WHAT THIS TASK INVOLVES:
Pull each line containing "device" out of the data and copy it.

BEGIN TASK INPUT

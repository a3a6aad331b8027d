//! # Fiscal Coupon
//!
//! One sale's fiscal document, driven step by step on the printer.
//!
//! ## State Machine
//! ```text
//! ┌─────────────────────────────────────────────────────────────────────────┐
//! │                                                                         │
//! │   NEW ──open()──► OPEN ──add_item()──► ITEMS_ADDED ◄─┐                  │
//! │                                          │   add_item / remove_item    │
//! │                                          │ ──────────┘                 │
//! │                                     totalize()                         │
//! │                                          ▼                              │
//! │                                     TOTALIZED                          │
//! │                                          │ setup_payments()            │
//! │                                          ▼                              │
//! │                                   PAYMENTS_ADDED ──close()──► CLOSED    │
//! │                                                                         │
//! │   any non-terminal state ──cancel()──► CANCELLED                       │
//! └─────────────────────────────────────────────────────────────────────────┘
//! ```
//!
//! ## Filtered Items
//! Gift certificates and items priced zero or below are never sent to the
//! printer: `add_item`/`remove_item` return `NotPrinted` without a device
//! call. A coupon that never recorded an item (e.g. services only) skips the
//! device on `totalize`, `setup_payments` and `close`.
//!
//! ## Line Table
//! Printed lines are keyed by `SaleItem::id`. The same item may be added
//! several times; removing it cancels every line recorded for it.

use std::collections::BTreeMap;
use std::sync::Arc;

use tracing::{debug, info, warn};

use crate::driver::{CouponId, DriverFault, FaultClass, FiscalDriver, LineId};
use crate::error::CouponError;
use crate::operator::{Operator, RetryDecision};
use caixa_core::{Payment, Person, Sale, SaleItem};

END TASK INPUT

RESPONSE TO THE TASK:
//! printer: `add_item`/`remove_item` return `NotPrinted` without a device
//! device on `totalize`, `setup_payments` and `close`.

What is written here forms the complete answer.